• _YOUR INSTRUCTIONS_
Copy each line below in which the string "NotEmpty" occurs.
--------------------------------------------------
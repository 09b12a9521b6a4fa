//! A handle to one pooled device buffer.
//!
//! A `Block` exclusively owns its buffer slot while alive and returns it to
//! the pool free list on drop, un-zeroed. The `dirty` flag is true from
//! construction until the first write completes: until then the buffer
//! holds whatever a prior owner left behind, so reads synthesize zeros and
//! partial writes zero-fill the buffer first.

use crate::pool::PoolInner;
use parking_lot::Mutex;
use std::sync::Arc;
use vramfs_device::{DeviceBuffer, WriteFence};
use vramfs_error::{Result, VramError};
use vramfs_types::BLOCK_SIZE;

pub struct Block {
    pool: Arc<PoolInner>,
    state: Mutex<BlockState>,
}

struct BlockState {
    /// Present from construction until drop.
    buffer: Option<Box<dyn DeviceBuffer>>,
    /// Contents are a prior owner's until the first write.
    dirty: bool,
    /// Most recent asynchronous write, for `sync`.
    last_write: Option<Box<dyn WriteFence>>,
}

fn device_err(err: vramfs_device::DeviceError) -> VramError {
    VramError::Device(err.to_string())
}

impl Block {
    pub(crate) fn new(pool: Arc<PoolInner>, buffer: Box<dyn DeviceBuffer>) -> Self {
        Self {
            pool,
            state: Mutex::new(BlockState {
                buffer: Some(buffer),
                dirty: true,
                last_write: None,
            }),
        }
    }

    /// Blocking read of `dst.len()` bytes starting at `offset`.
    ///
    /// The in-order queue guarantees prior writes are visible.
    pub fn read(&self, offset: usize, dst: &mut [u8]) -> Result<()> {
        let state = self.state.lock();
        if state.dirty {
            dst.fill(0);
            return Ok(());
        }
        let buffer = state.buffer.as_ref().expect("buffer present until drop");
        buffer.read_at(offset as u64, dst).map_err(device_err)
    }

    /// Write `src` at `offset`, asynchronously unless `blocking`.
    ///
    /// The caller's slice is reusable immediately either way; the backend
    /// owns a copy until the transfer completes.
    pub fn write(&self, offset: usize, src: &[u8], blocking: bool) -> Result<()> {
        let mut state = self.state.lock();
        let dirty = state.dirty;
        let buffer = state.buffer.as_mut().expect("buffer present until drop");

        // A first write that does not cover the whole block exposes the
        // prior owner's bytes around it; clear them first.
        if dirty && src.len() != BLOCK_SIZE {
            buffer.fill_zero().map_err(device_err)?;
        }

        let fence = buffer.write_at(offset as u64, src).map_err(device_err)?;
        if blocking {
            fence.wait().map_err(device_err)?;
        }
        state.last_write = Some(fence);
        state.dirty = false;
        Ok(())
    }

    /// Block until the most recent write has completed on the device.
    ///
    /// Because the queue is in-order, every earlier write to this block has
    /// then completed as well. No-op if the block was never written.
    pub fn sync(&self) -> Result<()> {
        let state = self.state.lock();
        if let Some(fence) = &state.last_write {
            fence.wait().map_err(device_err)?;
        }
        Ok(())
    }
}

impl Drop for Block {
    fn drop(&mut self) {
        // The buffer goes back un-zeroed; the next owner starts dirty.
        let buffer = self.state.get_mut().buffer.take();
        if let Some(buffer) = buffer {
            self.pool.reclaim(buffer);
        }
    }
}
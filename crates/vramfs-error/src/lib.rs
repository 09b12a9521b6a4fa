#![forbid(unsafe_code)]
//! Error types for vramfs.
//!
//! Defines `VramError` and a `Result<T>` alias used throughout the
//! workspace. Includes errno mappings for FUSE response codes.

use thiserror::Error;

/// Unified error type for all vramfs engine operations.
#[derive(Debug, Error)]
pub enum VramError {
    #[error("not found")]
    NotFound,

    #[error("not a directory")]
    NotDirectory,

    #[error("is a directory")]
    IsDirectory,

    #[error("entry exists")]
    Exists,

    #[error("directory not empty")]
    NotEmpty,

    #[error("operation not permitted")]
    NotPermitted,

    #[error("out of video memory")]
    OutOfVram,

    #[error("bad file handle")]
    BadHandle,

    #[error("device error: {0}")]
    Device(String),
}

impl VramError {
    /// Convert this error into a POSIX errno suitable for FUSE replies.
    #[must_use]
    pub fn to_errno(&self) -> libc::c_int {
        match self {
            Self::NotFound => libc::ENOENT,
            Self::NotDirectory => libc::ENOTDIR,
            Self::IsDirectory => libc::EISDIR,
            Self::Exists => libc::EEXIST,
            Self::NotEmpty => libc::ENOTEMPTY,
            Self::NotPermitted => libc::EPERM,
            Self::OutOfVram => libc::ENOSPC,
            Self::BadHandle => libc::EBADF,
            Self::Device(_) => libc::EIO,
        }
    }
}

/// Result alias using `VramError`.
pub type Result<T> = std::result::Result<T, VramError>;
--------------------------------------------------
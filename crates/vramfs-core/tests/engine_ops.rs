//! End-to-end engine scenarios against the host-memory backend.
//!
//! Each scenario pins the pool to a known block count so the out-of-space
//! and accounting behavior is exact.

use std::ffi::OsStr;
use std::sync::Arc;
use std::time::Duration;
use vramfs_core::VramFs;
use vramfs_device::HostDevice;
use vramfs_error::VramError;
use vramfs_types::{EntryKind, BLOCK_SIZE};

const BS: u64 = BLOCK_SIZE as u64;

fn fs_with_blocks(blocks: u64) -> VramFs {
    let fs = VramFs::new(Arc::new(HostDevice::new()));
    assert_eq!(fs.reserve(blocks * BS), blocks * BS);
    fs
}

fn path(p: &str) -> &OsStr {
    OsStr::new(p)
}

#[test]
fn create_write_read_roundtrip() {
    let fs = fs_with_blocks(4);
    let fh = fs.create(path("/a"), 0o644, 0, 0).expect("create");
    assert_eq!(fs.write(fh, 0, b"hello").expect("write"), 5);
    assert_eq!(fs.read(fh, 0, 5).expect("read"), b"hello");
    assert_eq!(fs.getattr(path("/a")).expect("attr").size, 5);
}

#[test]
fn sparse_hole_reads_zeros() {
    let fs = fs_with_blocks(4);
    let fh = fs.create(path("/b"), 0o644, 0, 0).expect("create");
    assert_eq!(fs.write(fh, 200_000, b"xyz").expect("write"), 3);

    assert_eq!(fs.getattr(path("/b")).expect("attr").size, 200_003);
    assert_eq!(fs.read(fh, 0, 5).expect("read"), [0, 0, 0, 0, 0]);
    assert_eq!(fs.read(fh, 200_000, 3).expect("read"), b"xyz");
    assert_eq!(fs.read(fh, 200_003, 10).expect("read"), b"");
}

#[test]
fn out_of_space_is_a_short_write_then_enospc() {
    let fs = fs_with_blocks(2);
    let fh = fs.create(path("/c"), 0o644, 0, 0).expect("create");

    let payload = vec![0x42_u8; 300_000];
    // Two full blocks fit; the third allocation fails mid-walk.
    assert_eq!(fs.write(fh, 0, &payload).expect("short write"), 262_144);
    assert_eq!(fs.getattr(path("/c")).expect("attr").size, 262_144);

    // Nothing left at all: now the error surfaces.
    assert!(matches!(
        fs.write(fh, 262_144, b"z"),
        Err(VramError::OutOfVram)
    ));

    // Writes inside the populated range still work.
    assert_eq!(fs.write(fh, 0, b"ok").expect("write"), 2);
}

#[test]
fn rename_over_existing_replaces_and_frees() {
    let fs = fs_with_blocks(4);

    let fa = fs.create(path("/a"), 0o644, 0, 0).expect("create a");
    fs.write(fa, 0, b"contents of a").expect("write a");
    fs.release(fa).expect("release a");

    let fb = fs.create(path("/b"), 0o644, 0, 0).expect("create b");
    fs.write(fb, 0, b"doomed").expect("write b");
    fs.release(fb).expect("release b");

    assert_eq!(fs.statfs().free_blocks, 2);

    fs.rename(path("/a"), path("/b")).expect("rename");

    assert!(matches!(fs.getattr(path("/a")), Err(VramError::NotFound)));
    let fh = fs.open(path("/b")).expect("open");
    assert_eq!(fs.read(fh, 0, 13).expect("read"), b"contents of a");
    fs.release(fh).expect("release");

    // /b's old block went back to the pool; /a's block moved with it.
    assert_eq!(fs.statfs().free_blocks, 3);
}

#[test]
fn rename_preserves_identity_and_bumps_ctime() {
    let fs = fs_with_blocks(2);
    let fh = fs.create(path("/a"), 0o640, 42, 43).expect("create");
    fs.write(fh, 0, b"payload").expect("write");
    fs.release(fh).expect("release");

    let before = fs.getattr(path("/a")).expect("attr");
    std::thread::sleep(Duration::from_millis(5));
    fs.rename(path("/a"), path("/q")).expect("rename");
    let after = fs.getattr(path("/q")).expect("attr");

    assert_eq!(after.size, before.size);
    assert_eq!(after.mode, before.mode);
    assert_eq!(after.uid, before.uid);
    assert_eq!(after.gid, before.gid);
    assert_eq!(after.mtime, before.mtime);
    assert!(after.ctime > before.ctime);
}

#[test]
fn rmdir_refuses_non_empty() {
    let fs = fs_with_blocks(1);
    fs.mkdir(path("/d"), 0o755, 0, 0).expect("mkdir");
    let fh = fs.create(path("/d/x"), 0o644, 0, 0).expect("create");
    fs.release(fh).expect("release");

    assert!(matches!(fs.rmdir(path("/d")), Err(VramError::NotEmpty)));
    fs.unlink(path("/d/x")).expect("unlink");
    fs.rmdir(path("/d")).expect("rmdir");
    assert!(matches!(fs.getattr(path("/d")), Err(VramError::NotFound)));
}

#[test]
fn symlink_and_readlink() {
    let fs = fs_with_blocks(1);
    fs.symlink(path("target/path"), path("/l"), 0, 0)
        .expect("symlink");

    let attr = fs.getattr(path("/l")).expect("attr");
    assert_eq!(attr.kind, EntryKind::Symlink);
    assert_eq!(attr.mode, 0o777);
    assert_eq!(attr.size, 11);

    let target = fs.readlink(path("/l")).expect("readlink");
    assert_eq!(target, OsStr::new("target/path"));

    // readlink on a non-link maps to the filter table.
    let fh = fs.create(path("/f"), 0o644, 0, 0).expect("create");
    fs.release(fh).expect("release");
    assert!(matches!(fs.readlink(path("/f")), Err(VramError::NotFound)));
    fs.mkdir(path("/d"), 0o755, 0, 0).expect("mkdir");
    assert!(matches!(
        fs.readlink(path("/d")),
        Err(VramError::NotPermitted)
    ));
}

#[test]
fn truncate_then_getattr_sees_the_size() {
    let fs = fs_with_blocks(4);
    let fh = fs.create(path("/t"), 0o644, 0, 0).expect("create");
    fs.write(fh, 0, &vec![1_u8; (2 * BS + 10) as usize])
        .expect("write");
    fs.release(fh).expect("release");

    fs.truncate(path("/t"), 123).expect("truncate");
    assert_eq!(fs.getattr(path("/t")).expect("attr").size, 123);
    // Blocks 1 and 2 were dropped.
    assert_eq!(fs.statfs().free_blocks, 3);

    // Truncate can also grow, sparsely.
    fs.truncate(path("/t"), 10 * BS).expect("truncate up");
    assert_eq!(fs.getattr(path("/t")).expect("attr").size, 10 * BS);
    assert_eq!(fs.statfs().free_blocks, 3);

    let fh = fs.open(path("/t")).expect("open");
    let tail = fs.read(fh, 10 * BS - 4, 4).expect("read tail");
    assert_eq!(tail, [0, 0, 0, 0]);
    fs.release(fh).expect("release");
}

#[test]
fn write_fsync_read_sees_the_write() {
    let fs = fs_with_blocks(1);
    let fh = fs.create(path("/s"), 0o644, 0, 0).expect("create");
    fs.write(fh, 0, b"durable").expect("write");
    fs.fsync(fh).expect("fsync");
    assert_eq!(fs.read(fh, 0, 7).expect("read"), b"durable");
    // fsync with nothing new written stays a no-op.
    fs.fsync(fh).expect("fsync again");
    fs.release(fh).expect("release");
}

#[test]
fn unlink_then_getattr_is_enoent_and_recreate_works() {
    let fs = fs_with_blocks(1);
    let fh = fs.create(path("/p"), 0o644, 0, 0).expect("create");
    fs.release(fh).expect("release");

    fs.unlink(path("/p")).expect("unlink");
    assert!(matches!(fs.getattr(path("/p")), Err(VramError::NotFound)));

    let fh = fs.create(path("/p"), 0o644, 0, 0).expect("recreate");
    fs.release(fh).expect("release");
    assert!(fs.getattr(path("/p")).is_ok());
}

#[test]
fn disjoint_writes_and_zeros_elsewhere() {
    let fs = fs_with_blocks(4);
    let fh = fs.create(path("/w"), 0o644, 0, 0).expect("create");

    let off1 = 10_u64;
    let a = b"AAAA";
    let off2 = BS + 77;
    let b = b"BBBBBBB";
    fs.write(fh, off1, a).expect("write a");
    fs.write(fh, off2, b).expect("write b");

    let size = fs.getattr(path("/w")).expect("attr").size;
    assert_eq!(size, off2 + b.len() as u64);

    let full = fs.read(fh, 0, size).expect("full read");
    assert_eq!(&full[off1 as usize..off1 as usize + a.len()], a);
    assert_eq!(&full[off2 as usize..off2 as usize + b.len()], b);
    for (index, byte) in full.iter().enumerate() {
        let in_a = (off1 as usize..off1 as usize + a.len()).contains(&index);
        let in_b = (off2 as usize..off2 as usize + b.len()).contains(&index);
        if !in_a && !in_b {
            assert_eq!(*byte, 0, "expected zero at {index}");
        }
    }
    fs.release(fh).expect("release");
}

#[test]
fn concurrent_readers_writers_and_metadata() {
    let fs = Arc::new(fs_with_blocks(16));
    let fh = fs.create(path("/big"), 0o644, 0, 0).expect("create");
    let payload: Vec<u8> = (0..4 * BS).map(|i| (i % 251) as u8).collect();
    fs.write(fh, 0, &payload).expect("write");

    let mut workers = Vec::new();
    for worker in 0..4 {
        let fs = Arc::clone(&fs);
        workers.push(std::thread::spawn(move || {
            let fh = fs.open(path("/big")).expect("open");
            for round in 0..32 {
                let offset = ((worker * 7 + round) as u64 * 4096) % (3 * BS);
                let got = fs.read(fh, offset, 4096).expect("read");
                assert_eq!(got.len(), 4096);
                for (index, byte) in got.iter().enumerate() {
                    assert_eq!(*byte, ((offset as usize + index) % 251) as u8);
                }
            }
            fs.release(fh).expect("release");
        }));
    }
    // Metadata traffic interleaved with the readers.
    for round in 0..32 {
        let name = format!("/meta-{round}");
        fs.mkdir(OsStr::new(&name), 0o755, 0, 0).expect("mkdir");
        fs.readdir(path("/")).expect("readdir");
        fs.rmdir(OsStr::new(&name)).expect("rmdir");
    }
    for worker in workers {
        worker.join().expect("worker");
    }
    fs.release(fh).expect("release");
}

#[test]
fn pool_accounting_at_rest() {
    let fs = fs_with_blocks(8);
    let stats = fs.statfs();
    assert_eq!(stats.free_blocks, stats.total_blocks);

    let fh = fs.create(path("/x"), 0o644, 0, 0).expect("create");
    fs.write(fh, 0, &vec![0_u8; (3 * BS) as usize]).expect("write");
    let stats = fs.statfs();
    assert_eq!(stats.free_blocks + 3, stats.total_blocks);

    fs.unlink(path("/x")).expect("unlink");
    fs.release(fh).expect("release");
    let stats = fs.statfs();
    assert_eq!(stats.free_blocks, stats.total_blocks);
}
--------------------------------------------------
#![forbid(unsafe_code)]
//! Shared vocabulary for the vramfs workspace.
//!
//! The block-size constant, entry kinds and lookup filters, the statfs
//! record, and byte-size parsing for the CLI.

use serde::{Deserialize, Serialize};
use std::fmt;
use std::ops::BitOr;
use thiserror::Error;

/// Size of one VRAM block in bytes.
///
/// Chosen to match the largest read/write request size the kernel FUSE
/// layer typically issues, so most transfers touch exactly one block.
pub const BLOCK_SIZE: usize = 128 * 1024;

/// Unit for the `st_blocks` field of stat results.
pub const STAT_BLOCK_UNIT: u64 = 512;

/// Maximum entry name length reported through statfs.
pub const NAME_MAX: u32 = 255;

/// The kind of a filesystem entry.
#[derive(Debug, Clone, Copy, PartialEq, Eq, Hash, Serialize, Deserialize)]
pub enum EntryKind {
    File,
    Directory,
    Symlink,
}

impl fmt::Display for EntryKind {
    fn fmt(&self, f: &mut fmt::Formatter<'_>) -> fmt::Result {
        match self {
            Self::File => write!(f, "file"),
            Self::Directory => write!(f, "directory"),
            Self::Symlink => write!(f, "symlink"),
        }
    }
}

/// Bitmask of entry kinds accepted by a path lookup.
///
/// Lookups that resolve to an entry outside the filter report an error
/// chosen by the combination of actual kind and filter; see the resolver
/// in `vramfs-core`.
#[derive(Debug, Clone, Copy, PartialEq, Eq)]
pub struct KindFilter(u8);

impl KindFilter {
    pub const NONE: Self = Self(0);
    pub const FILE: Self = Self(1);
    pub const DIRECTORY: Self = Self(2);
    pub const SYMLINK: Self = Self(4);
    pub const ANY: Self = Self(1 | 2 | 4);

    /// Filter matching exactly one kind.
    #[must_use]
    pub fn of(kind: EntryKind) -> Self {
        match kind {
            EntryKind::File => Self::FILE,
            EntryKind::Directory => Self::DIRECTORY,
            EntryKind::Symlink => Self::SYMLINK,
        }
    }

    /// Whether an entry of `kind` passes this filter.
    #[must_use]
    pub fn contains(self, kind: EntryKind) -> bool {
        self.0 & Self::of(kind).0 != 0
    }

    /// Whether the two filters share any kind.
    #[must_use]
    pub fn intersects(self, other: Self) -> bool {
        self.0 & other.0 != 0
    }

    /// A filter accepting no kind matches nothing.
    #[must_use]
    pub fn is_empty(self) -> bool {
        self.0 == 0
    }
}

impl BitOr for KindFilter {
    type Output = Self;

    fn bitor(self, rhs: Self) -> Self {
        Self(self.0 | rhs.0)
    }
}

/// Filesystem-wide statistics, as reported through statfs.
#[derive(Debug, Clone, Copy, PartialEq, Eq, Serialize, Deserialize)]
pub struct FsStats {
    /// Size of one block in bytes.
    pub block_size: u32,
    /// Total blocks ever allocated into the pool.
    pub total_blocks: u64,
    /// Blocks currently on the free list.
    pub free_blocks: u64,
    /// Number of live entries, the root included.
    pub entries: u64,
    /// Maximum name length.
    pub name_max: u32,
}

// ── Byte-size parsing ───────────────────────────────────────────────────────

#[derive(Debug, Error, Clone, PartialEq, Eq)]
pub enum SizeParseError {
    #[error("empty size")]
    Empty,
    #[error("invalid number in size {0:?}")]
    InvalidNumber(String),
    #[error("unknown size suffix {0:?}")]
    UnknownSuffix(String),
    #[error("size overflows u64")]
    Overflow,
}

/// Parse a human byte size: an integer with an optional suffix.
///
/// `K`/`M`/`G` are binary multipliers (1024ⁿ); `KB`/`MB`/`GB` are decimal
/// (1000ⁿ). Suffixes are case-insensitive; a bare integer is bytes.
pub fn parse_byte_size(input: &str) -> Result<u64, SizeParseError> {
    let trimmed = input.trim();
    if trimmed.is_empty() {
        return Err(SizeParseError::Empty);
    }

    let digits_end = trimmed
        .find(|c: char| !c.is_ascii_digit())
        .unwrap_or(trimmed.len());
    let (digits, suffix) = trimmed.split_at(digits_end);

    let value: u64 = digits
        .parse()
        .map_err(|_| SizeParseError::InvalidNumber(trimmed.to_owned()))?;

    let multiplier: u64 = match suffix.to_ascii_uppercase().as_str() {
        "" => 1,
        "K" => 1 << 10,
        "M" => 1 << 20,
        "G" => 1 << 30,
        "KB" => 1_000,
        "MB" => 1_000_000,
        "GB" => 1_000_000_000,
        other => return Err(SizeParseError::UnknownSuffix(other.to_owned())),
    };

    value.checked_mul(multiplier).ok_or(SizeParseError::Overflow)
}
--------------------------------------------------
• _ANSWER FOR THE TASK_
    NotEmpty,
            Self::NotEmpty => libc::ENOTEMPTY,
    assert!(matches!(fs.rmdir(path("/d")), Err(VramError::NotEmpty)));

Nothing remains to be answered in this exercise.